Task data:
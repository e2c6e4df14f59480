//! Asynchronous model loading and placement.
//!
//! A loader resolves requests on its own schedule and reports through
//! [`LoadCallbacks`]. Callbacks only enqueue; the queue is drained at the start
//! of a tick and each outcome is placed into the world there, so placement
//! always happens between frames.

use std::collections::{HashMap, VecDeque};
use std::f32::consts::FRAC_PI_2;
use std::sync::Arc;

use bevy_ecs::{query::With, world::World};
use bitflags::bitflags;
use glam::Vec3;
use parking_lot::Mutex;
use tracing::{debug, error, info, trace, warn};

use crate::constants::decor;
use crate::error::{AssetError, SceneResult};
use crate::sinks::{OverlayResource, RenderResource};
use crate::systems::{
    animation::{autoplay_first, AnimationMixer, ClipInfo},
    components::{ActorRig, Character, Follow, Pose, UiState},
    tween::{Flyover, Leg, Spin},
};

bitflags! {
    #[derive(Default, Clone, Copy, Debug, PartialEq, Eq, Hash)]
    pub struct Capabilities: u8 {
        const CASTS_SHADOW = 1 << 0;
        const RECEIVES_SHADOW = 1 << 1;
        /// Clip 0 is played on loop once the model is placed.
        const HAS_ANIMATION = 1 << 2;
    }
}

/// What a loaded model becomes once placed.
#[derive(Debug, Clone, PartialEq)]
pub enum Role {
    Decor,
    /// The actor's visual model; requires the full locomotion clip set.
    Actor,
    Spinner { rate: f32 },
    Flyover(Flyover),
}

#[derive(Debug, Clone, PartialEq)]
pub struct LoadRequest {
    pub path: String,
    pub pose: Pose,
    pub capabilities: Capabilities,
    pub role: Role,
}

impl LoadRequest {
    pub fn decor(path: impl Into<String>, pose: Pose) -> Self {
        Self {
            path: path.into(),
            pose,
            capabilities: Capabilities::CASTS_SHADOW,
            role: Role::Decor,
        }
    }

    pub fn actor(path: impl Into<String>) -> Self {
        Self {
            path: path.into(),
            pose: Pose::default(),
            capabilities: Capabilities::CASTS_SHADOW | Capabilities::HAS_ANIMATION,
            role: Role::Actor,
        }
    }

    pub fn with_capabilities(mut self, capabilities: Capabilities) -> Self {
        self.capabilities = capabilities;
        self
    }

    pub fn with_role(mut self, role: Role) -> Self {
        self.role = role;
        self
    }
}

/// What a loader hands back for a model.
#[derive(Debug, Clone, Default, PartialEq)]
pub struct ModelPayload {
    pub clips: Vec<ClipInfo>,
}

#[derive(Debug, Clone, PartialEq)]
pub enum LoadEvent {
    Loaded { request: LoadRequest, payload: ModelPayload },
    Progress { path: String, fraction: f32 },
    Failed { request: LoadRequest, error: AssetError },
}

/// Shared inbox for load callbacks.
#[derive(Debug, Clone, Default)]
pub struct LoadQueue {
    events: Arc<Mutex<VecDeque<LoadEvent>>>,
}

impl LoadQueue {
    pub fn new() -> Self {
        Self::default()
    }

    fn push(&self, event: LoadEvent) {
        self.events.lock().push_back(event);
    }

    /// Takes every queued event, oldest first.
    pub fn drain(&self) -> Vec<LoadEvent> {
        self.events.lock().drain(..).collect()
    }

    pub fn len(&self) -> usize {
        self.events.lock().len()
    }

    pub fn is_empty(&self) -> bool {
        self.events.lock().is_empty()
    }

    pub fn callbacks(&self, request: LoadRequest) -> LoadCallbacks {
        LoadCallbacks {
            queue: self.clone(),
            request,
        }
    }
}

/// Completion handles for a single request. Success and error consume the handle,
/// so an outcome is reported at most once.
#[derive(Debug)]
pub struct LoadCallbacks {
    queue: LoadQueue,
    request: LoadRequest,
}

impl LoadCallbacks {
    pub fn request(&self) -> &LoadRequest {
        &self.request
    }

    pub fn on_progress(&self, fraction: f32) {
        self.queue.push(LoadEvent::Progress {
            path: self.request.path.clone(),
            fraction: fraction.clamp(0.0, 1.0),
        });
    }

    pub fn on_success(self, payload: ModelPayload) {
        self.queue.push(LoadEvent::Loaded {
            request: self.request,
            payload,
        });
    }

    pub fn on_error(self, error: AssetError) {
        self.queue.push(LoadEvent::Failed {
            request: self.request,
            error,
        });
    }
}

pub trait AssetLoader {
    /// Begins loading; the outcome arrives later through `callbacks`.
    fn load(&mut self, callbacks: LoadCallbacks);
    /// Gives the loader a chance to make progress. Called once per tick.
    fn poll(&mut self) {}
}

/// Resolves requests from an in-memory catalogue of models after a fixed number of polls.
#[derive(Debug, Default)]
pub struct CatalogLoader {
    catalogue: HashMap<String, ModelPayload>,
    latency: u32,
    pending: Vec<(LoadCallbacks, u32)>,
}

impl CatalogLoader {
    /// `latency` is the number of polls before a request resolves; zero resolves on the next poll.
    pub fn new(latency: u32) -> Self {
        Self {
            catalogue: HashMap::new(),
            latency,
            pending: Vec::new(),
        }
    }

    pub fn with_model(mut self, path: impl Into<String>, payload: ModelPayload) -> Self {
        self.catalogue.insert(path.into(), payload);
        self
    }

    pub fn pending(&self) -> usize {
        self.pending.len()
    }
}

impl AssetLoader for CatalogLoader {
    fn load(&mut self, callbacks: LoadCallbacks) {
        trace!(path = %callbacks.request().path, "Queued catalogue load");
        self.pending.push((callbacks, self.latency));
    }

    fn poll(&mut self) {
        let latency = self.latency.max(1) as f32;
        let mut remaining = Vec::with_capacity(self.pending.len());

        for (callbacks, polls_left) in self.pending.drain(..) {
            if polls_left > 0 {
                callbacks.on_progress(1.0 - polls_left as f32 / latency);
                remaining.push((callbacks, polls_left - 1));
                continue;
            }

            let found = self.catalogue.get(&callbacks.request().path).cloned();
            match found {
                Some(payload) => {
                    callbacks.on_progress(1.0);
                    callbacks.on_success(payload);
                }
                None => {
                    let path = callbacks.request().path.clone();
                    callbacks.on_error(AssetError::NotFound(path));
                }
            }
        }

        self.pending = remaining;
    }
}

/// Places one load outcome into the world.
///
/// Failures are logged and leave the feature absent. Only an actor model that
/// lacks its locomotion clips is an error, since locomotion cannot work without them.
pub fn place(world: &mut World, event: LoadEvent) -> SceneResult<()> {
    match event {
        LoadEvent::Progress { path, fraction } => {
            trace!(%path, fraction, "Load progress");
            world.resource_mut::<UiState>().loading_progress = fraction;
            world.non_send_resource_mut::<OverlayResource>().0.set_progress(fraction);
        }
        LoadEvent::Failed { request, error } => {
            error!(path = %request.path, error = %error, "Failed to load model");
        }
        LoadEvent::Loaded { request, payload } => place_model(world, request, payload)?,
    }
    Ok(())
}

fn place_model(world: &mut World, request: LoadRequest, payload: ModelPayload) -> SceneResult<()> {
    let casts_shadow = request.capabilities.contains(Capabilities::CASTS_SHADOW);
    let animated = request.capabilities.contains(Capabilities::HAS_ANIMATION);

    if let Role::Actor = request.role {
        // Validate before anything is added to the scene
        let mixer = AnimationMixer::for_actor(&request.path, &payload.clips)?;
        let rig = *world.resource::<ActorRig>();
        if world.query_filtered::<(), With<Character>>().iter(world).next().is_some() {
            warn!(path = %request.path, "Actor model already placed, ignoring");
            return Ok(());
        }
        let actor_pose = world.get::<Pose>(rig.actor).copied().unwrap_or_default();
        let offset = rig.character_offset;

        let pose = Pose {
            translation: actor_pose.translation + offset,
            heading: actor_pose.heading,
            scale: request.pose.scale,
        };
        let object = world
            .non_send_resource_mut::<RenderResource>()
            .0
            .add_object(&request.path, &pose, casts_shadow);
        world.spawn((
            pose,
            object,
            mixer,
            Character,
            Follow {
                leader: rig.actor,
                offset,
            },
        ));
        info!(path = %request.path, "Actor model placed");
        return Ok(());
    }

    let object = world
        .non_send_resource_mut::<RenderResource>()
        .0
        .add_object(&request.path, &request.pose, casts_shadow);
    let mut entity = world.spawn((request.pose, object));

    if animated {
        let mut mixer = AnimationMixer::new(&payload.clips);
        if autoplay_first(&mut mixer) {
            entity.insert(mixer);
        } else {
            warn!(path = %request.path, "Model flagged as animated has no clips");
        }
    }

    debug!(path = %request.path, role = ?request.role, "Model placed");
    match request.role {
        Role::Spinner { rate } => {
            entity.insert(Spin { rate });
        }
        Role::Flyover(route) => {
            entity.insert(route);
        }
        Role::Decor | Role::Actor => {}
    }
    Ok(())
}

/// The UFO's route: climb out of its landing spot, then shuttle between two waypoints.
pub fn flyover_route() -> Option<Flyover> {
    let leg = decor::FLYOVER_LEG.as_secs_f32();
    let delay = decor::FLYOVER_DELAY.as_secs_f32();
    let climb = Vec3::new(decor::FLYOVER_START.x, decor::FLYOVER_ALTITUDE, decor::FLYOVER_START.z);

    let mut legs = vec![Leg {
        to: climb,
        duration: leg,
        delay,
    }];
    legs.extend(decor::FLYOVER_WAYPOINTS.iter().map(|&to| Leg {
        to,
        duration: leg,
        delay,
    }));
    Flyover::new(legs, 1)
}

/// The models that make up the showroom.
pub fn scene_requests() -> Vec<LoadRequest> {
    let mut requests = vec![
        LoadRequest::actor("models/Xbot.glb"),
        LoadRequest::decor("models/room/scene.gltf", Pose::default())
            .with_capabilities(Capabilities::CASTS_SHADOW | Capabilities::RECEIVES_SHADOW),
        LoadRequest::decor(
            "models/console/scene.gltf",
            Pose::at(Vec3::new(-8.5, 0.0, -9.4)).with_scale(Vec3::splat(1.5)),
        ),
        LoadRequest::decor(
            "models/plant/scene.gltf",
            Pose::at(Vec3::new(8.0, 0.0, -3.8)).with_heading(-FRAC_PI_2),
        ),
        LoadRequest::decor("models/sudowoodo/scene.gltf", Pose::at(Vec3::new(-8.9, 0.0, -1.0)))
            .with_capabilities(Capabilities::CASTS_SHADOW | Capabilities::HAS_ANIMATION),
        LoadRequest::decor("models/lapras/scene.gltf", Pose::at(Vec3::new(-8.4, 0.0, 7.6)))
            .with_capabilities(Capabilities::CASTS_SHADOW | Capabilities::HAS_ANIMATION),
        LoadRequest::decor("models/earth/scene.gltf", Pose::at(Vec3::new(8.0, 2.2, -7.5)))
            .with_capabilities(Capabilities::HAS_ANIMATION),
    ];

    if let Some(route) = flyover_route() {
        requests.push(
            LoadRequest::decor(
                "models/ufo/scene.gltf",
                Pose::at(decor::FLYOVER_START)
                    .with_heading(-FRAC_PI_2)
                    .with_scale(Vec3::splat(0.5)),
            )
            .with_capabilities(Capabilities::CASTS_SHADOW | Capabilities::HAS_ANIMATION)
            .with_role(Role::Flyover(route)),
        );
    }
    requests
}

Problem: The answer should be a single number: how many lines in the records contain "animated".

Exercise result: 3